Roy S. Johnson: Biggest upset? I was there, it was madness, though not like this madness

Roy S. Johnson: Biggest upset? I was there, it was madness, though not like this madness

This is an opinion column.

You don’t have to be a sports junkie to love this time of year. To love this tournament—to love the Davids slinging shots at the Goliaths of college basketball in the sport’s every-body-in-the-pool party for the national championship.

Madness!

I covered the NBA for most of my years as a sports journalist.
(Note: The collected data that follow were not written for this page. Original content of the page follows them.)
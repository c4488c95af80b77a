use ratatui::layout::Flex;
use ratatui::prelude::*;
use ratatui::widgets::Widget;

use crate::core::{countdown::Countdown, display};
use crate::presentation::config::{SlideSlots, Styles};
use crate::presentation::widgets::figure::{FigureWidget, FIGURE_HEIGHT, FIGURE_WIDTH};

pub const COUNTDOWN_HEIGHT: u16 = FIGURE_HEIGHT;

const GAP: u16 = 3;

/// The three visible figures of a countdown, side by side.
pub struct CountdownWidget<'a> {
    countdown: &'a Countdown,
    slots: &'a SlideSlots,
    styles: &'a Styles,
}

impl<'a> CountdownWidget<'a> {
    pub fn new(countdown: &'a Countdown, slots: &'a SlideSlots, styles: &'a Styles) -> Self {
        Self {
            countdown,
            slots,
            styles,
        }
    }
}

impl Widget for CountdownWidget<'_> {
    fn render(self, area: Rect, buf: &mut Buffer)
    where
        Self: Sized,
    {
        let figure_style = if self.countdown.is_finished() {
            self.styles.style("expired")
        } else {
            self.styles.style("figure")
        };

        let areas = Layout::horizontal([Constraint::Length(FIGURE_WIDTH); 3])
            .flex(Flex::Center)
            .spacing(GAP)
            .split(area);

        for (figure, area) in display::visible_figures(self.countdown)
            .into_iter()
            .zip(areas.iter())
        {
            FigureWidget::new(figure.digits)
                .label(self.slots.label(figure.unit))
                .label_style(self.styles.style("label"))
                .digit_style(figure_style)
                .border_style(self.styles.style("figure_border"))
                .render(*area, buf);
        }
    }
}
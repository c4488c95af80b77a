//! Key bindings: `<key>` sequences mapped to actions

use std::collections::HashMap;

use crossterm::event::{KeyCode, KeyEvent, KeyModifiers};
use derive_deref::{Deref, DerefMut};
use serde::{de::Deserializer, Deserialize};

use crate::action::Action;

#[derive(Clone, Debug, Default, Deref, DerefMut)]
pub struct KeyBindings(pub HashMap<Vec<KeyEvent>, Action>);

impl<'de> Deserialize<'de> for KeyBindings {
    fn deserialize<D>(deserializer: D) -> Result<Self, D::Error>
    where
        D: Deserializer<'de>,
    {
        let parsed_map = HashMap::<String, Action>::deserialize(deserializer)?;

        let keybindings = parsed_map
            .into_iter()
            .map(|(key_str, action)| {
                parse_key_sequence(&key_str)
                    .map(|seq| (seq, action))
                    .map_err(serde::de::Error::custom)
            })
            .collect::<Result<_, _>>()?;

        Ok(KeyBindings(keybindings))
    }
}

fn parse_key_event(raw: &str) -> Result<KeyEvent, String> {
    let raw_lower = raw.to_ascii_lowercase();
    let (remaining, modifiers) = extract_modifiers(&raw_lower);
    parse_key_code_with_modifiers(remaining, modifiers)
}

fn extract_modifiers(raw: &str) -> (&str, KeyModifiers) {
    let mut modifiers = KeyModifiers::empty();
    let mut current = raw;

    loop {
        match current {
            rest if rest.starts_with("ctrl-") => {
                modifiers.insert(KeyModifiers::CONTROL);
                current = &rest[5..];
            }
            rest if rest.starts_with("alt-") => {
                modifiers.insert(KeyModifiers::ALT);
                current = &rest[4..];
            }
            rest if rest.starts_with("shift-") => {
                modifiers.insert(KeyModifiers::SHIFT);
                current = &rest[6..];
            }
            _ => break,
        };
    }

    (current, modifiers)
}

fn parse_key_code_with_modifiers(
    raw: &str,
    mut modifiers: KeyModifiers,
) -> Result<KeyEvent, String> {
    let c = match raw {
        "esc" => KeyCode::Esc,
        "enter" => KeyCode::Enter,
        "left" => KeyCode::Left,
        "right" => KeyCode::Right,
        "up" => KeyCode::Up,
        "down" => KeyCode::Down,
        "home" => KeyCode::Home,
        "end" => KeyCode::End,
        "pageup" => KeyCode::PageUp,
        "pagedown" => KeyCode::PageDown,
        "backtab" => {
            modifiers.insert(KeyModifiers::SHIFT);
            KeyCode::BackTab
        }
        "backspace" => KeyCode::Backspace,
        "delete" => KeyCode::Delete,
        "insert" => KeyCode::Insert,
        "tab" => KeyCode::Tab,
        "space" => KeyCode::Char(' '),
        "hyphen" | "minus" => KeyCode::Char('-'),
        c if c.len() == 1 => {
            let mut c = c.chars().next().ok_or_else(|| format!("Unable to parse {raw}"))?;
            if modifiers.contains(KeyModifiers::SHIFT) {
                c = c.to_ascii_uppercase();
            }
            KeyCode::Char(c)
        }
        f if f.starts_with('f') && f.len() > 1 => {
            let n = f[1..]
                .parse::<u8>()
                .map_err(|_| format!("Unable to parse {raw}"))?;
            KeyCode::F(n)
        }
        _ => return Err(format!("Unable to parse {raw}")),
    };
    Ok(KeyEvent::new(c, modifiers))
}

/// Parse `"<ctrl-c>"` or `"<g><g>"` into key events.
pub fn parse_key_sequence(raw: &str) -> Result<Vec<KeyEvent>, String> {
    if raw.chars().filter(|c| *c == '>').count() != raw.chars().filter(|c| *c == '<').count() {
        return Err(format!("Unable to parse `{raw}`"));
    }
    let raw = if !raw.contains("><") {
        let raw = raw.strip_prefix('<').unwrap_or(raw);
        raw.strip_suffix('>').unwrap_or(raw)
    } else {
        raw
    };
    let sequences = raw
        .split("><")
        .map(|seq| {
            if let Some(s) = seq.strip_prefix('<') {
                s
            } else if let Some(s) = seq.strip_suffix('>') {
                s
            } else {
                seq
            }
        })
        .collect::<Vec<_>>();

    sequences.into_iter().map(parse_key_event).collect()
}
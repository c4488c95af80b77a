//! Slide configuration
//!
//! Text slots, colours and key bindings, all read from the `slots`, `styles`
//! and `keybindings` sections of the config file.

pub mod keybindings;
pub mod slots;
pub mod styles;

pub use keybindings::KeyBindings;
pub use slots::SlideSlots;
pub use styles::Styles;
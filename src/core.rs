//! Countdown domain
//!
//! - Countdown model and its tick rules
//! - Figure formatting
//! - The lifecycle surface a deck drives slides through

pub mod countdown;
pub mod display;
pub mod slide;

pub use countdown::{Countdown, CountdownConfig, TickOutcome};
pub use display::{format_digit_pair, select_visible_units, DigitPair, TimeUnit};
pub use slide::Slide;
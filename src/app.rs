use color_eyre::eyre::Result;
use crossterm::event::KeyEvent;
use ratatui::prelude::Rect;
use tokio::sync::mpsc::{self, UnboundedReceiver, UnboundedSender};

use crate::{
    action::Action,
    infrastructure::{
        config::Config,
        tui::{Event, TuiLike},
    },
    presentation::components::{Component, CountdownSlide, StatusBar},
};

/// Event loop hosting the countdown slide.
///
/// Terminal events become actions, ticker messages arrive on the same
/// channel, and every action is offered to each component in turn.
pub struct App {
    config: Config,
    components: Vec<Box<dyn Component>>,
    should_quit: bool,
    should_suspend: bool,
    last_tick_key_events: Vec<KeyEvent>,
    action_tx: UnboundedSender<Action>,
    action_rx: UnboundedReceiver<Action>,
    loaded: bool,
    expired: bool,
}

impl App {
    pub fn new(config: Config) -> Self {
        let slide = CountdownSlide::new(config.countdown());
        let status_bar = StatusBar::default();
        Self::with_components(config, vec![Box::new(slide), Box::new(status_bar)])
    }

    pub fn with_components(config: Config, components: Vec<Box<dyn Component>>) -> Self {
        let (action_tx, action_rx) = mpsc::unbounded_channel();
        Self {
            config,
            components,
            should_quit: false,
            should_suspend: false,
            last_tick_key_events: Vec::new(),
            action_tx,
            action_rx,
            loaded: false,
            expired: false,
        }
    }

    pub fn action_sender(&self) -> UnboundedSender<Action> {
        self.action_tx.clone()
    }

    pub fn should_quit(&self) -> bool {
        self.should_quit
    }

    /// Whether the slide has announced itself as loaded
    pub fn is_loaded(&self) -> bool {
        self.loaded
    }

    /// Whether the countdown has run out since the last (re)configuration
    pub fn is_expired(&self) -> bool {
        self.expired
    }

    pub fn init<T: TuiLike + ?Sized>(&mut self, tui: &mut T) -> Result<()> {
        tui.enter()?;

        for component in self.components.iter_mut() {
            component.register_action_handler(self.action_tx.clone())?;
        }

        for component in self.components.iter_mut() {
            component.register_config_handler(self.config.clone())?;
        }

        let size = tui.size()?;
        let area = Rect::new(0, 0, size.width, size.height);
        for component in self.components.iter_mut() {
            component.init(area)?;
        }

        Ok(())
    }

    pub async fn run<T: TuiLike + ?Sized>(&mut self, tui: &mut T) -> Result<()> {
        self.init(tui)?;

        loop {
            let Some(event) = tui.next().await else {
                log::info!("event source closed");
                break;
            };
            self.handle_event(event)?;
            self.process_actions(tui)?;

            if self.should_suspend {
                tui.suspend()?;
                tui.resume()?;
                self.should_suspend = false;
                self.action_tx.send(Action::Resume)?;
            } else if self.should_quit {
                break;
            }
        }

        self.shutdown(tui)
    }

    /// Turn one terminal event into actions.
    pub fn handle_event(&mut self, event: Event) -> Result<()> {
        match event {
            Event::Quit | Event::Closed => self.action_tx.send(Action::Quit)?,
            Event::Tick => self.action_tx.send(Action::Tick)?,
            Event::Render => self.action_tx.send(Action::Render)?,
            Event::Resize(w, h) => self.action_tx.send(Action::Resize(w, h))?,
            Event::Key(key) => self.handle_key(key)?,
            _ => {}
        }

        for component in self.components.iter_mut() {
            if let Some(action) = component.handle_events(Some(event.clone()))? {
                self.action_tx.send(action)?;
            }
        }
        Ok(())
    }

    fn handle_key(&mut self, key: KeyEvent) -> Result<()> {
        self.action_tx.send(Action::Key(key))?;

        if let Some(action) = self.config.keybindings.get(&vec![key]) {
            log::info!("Got action: {action:?}");
            self.action_tx.send(action.clone())?;
        } else {
            // Not a single-key binding; try it as part of a sequence.
            self.last_tick_key_events.push(key);
            if let Some(action) = self.config.keybindings.get(&self.last_tick_key_events) {
                log::info!("Got action: {action:?}");
                self.action_tx.send(action.clone())?;
            }
        }
        Ok(())
    }

    /// Drain queued actions, reacting as the host and dispatching to components.
    pub fn process_actions<T: TuiLike + ?Sized>(&mut self, tui: &mut T) -> Result<()> {
        while let Ok(action) = self.action_rx.try_recv() {
            if !action.is_frequent() {
                log::debug!("{action:?}");
            }

            match action {
                Action::Tick => self.last_tick_key_events.clear(),
                Action::Quit => self.should_quit = true,
                Action::Suspend => self.should_suspend = true,
                Action::Resume => self.should_suspend = false,
                Action::Resize(w, h) => {
                    tui.resize(Rect::new(0, 0, w, h))?;
                    self.render(tui)?;
                }
                Action::Render => self.render(tui)?,
                Action::SlideDidLoad => {
                    log::info!("slide loaded");
                    self.loaded = true;
                }
                Action::CountdownExpired => {
                    log::info!("countdown expired");
                    self.expired = true;
                }
                Action::Restart | Action::Configure(_) => self.expired = false,
                Action::Error(ref message) => log::error!("{message}"),
                _ => {}
            }

            for component in self.components.iter_mut() {
                if let Some(action) = component.update(action.clone())? {
                    self.action_tx.send(action)?;
                }
            }
        }
        Ok(())
    }

    fn render<T: TuiLike + ?Sized>(&mut self, tui: &mut T) -> Result<()> {
        let components = &mut self.components;
        let action_tx = &self.action_tx;
        tui.draw(&mut |f| {
            let area = f.area();
            for component in components.iter_mut() {
                if let Err(e) = component.draw(f, area) {
                    if action_tx
                        .send(Action::Error(format!("Failed to draw: {e:?}")))
                        .is_err()
                    {
                        log::error!("Failed to draw: {e:?}");
                    }
                }
            }
        })
    }

    fn shutdown<T: TuiLike + ?Sized>(&mut self, tui: &mut T) -> Result<()> {
        for component in self.components.iter_mut() {
            component.unmount()?;
        }
        tui.exit()
    }
}

#[cfg(test)]
mod tests {
    use crossterm::event::{KeyCode, KeyModifiers};
    use pretty_assertions::assert_eq;

    use super::*;
    use crate::core::countdown::CountdownConfig;
    use crate::infrastructure::tui::test::TestTui;

    fn config(countdown: CountdownConfig) -> Config {
        let mut config = Config::defaults().unwrap();
        config.countdown = Some(countdown);
        config
    }

    fn key(c: char) -> Event {
        Event::Key(KeyEvent::new(KeyCode::Char(c), KeyModifiers::NONE))
    }

    #[tokio::test]
    async fn test_quit_key_ends_loop() {
        let mut app = App::new(config(CountdownConfig::new(0, 0, 5, 0)));
        let mut tui = TestTui::with_events(60, 16, [Event::Render, key('q'), Event::Render]).unwrap();

        app.run(&mut tui).await.unwrap();

        assert!(app.should_quit());
        assert!(app.is_loaded());
        assert!(!tui.is_entered());
        assert_eq!(tui.draw_count(), 1);
    }

    #[tokio::test]
    async fn test_multi_key_sequence() {
        let mut config = config(CountdownConfig::new(0, 0, 5, 0));
        config.keybindings.insert(
            vec![
                KeyEvent::new(KeyCode::Char('g'), KeyModifiers::NONE),
                KeyEvent::new(KeyCode::Char('g'), KeyModifiers::NONE),
            ],
            Action::Quit,
        );
        let mut app = App::new(config);
        let mut tui = TestTui::new(60, 16).unwrap();
        app.init(&mut tui).unwrap();

        app.handle_event(key('g')).unwrap();
        app.process_actions(&mut tui).unwrap();
        assert!(!app.should_quit());

        app.handle_event(key('g')).unwrap();
        app.process_actions(&mut tui).unwrap();
        assert!(app.should_quit());
    }

    #[tokio::test]
    async fn test_tick_resets_key_sequence() {
        let mut config = config(CountdownConfig::new(0, 0, 5, 0));
        config.keybindings.insert(
            vec![
                KeyEvent::new(KeyCode::Char('g'), KeyModifiers::NONE),
                KeyEvent::new(KeyCode::Char('g'), KeyModifiers::NONE),
            ],
            Action::Quit,
        );
        let mut app = App::new(config);
        let mut tui = TestTui::new(60, 16).unwrap();
        app.init(&mut tui).unwrap();

        for event in [key('g'), Event::Tick, key('g')] {
            app.handle_event(event).unwrap();
            app.process_actions(&mut tui).unwrap();
        }
        assert!(!app.should_quit());
    }

    #[tokio::test]
    async fn test_suspend_and_resume() {
        let mut app = App::new(config(CountdownConfig::new(0, 0, 5, 0)));
        let ctrl_z = Event::Key(KeyEvent::new(KeyCode::Char('z'), KeyModifiers::CONTROL));
        let mut tui = TestTui::with_events(60, 16, [ctrl_z, key('q')]).unwrap();

        app.run(&mut tui).await.unwrap();

        assert_eq!(tui.suspend_count(), 1);
        assert!(app.should_quit());
    }
}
Initially, I was a fish out of water, a kid weaned on college football in Oklahoma thrust into a game I rarely played and wasn’t very good at—yeah, I was that Black kid who couldn’t hoop.

Don’t tell anyone I told you this: I’d never even seen an NBA game when I was first asked to cover the league as a fresh-outta-college reporter at Sports Illustrated. Senior Editor Sandy Padwe, who remains a journalism mentor, asked if I was familiar with the sport. “Sure, I know pro basketball,” I told him. (I lied.)

Throughout my years chronicling the league from courtside (before league owners started selling the space to rich folks) I occasionally checked in on college ball. New York was the heart of the Big East when the league was at its height, a time when the Amtrack run from Boston (Boston College) to New York (St. John’s) to Philly (Villanova) to Washington, D.C. (the indomitable Georgetown Hoyas) was college hoops heaven. (Aside: Happy trails, Jim Boeheim.)

My high point covering college basketball occurred on Monday, April 1 (not a typo), 1985 when I was courtside at Rupp Arena in Lexington to chronicle the NCAA tournament championship game between heavily, heavily, heavily favored Patrick Ewing-led Georgetown and Big East compatriot Villanova for The New York Times. It proved to be the biggest sports upset in my lifetime: A “perfect game” 66-64 Villanova victory. (Got a bigger upset? Hit me with it.)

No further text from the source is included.